DESCONSTRUINDO RITOS DE CURAS

O corte nos saberes separando o antes e o depois, da Medicina como paidéia, ligando os diagnósticos e as doenças às ideias laicas, afastando dos deuses e deusas, se destaca no livro “Das Doenças Sagradas”, de autor desconhecido, do século 4 a.C.: ?Quanto à doença que nós chamamos de sagrada (epilepsia), eis o que ela significa: ela não me parece nem mais divina, nem mais sagrada que as outras; ela tem a mesma natureza que as demais doenças e se origina das mesmas causas que cada uma delas. Os homens atribuíram-lhe uma natureza e uma origem divinas por causa da ignorância e do assombro que ela lhes inspira, pois em nada se assemelha às outras?.
Pela primeira vez, uma doença foi explicitamente assentada no domínio da tékhne, fora do domínio dos deuses e deusas curadoras. Não é demais repetir que também nessa época, na ilha de Cós, ocorreu o ápice da medicina grega. O genial Hipócrates, o principal representante da Escola de Medicina de Cós, foi reconhecido como o marco nos saberes médicos por Platão (Protágoras 313b-c e Fedro 270c) e, posteriormente, por Aristóteles (La Politique. Paris. J. Vrin. 1989. p. 484).
Os integrantes da Escola de Cós construíram o maior legado da Medicina como paidéia: a teoria dos Quatro Humores, aqui considerada como primeiro corte epistemológico da Medicina. A teoria dos Quatro Humores, atribuída a Políbio, genro de Hipócrates, assenta as doenças e os tratamentos no mundo laico das ideias: ?O corpo humano contem sangue, fleuma, bílis amarela e bílis negra, que estes elementos constituem a natureza do corpo e são responsáveis pelas dores que se sentem e pela saúde que se goza?.
A Medicina como paidéia saltou do domínio casual e ametódico para o método construído em torno da busca da etiologia nos desequilíbrios dos humores. O diagnóstico acompanhava o prognóstico e a terapêutica para identificar o excesso ou da falta do humor desequilibrado. Como consequência, os tratamentos se voltaram para excretar as sobras por meio de vomitórios, sudoreses, diureses, diarréias e sangrias. O prognóstico se materializava na boa ou na ausência de resposta à terapêutica.
O médico era chamado para recompor a saúde utilizando saberes como instrumento de leitura da natureza, como a justa medida da saúde. Hipócrates e os médicos da Escola de Cós, na obra Da Medicina Antiga, seguiram esse pressuposto ao afirmarem que o médico não pode saber de Medicina nem tratar os seus doentes sem conhecer a natureza do homem (Daremberg. Oeuvres Choisies d?Hippocrate. Paris. Labe Éditeur. 1855: ?… os argumentos deles apontam para a Filosofia tal como a de Empédocles e de outros que escreveram sobre a natureza e descreveram o que o homem é desde a origem, como primeiro surgiu e de que elementos é constituído?.

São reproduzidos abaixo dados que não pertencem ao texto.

//! Health endpoints: liveness and readiness probes for orchestration and
//! load balancers.

use std::sync::atomic::{AtomicBool, Ordering};

use actix_web::{HttpResponse, get, http::header, web};

/// Shared health state for readiness and liveness checks.
///
/// Tracks readiness and whether the process should report itself as alive
/// to orchestrators.
pub struct HealthState {
    ready: AtomicBool,
    live: AtomicBool,
}

impl Default for HealthState {
    fn default() -> Self {
        Self {
            ready: AtomicBool::new(false),
            live: AtomicBool::new(true),
        }
    }
}

impl HealthState {
    /// Create a new health state starting as not ready but live.
    pub fn new() -> Self {
        Self::default()
    }

    /// Mark the service as ready once its dependencies are initialised.
    pub fn mark_ready(&self) {
        self.ready.store(true, Ordering::Release);
    }

    /// Flag the service as unhealthy so liveness checks fail fast during
    /// shutdown.
    pub fn mark_unhealthy(&self) {
        self.live.store(false, Ordering::Release);
    }

    /// Return readiness state.
    pub fn is_ready(&self) -> bool {
        self.ready.load(Ordering::Acquire)
    }

    /// Return liveness state. When false, liveness probes emit 503 to
    /// trigger restarts.
    pub fn is_alive(&self) -> bool {
        self.live.load(Ordering::Acquire)
    }

    fn probe_response(probe_ok: bool) -> HttpResponse {
        let mut response = if probe_ok {
            HttpResponse::Ok()
        } else {
            HttpResponse::ServiceUnavailable()
        };

        response
            .insert_header((header::CACHE_CONTROL, "no-store"))
            .finish()
    }
}

/// Readiness probe. Returns 200 when the database pool is initialised and
/// the server can handle traffic; returns 503 otherwise.
#[utoipa::path(
    get,
    path = "/health/ready",
    tags = ["health"],
    responses(
        (status = 200, description = "Server is ready to handle traffic"),
        (status = 503, description = "Server is not ready")
    )
)]
#[get("/health/ready")]
pub async fn ready(state: web::Data<HealthState>) -> HttpResponse {
    HealthState::probe_response(state.is_ready())
}

/// Liveness probe. Returns 200 while the process is marked alive and 503
/// once draining. Call [`HealthState::mark_unhealthy`] before graceful
/// shutdown to surface the drain early.
#[utoipa::path(
    get,
    path = "/health/live",
    tags = ["health"],
    responses(
        (status = 200, description = "Server is alive"),
        (status = 503, description = "Server is shutting down")
    )
)]
#[get("/health/live")]
pub async fn live(state: web::Data<HealthState>) -> HttpResponse {
    HealthState::probe_response(state.is_alive())
}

A concepção teórica de saúde dos gregos também envolveu a harmonia. Sendo de natureza harmônica em si mesma, isto é, preenchendo na medida e simetria exatas as vicissitudes individuais, a saúde deveria ser procurada neste contexto da compreensão do normal. Sob essa mesma perspectiva, Platão (Fédon, 93e; Leis 773a; Górgias 504c) entendeu a saúde como a ordem do corpo e Aristóteles (Aristote. Ética a Nicômaco. X 1180b) associou o multiplicidade do comportamento moral às múltiplas dietas prescritas pelos médicos para as febres, mas não para todas as febres.
Platão (República 407b-c-d-e) retoma a Medicina como téhkne ao distinguir as diferenças entre as práticas Medicinais entre pobres e ricos. O filósofo criticou o modo como os médicos dos escravos correm de um paciente para outro e dão instruções rápidas sem falar com os doentes e os compara com os médicos dos homens livres (Leis 720a-b-c-d-e).
Muito atual e atrelado às queixas dos doentes acerca de alguns médicos que não ouvem os doentes, praticando consultas de poucos minutos, Platão (Banquete, 186-187) reconhece como insofismável a obrigação do médico em esclarecer o doente de todos os aspectos da enfermidade, para que o tratamento seja eficaz.
Em certas circunstâncias, a crítica de Platão à má prática médica, exclusivamente ligada aos doentes pobres, continua válida na atualidade.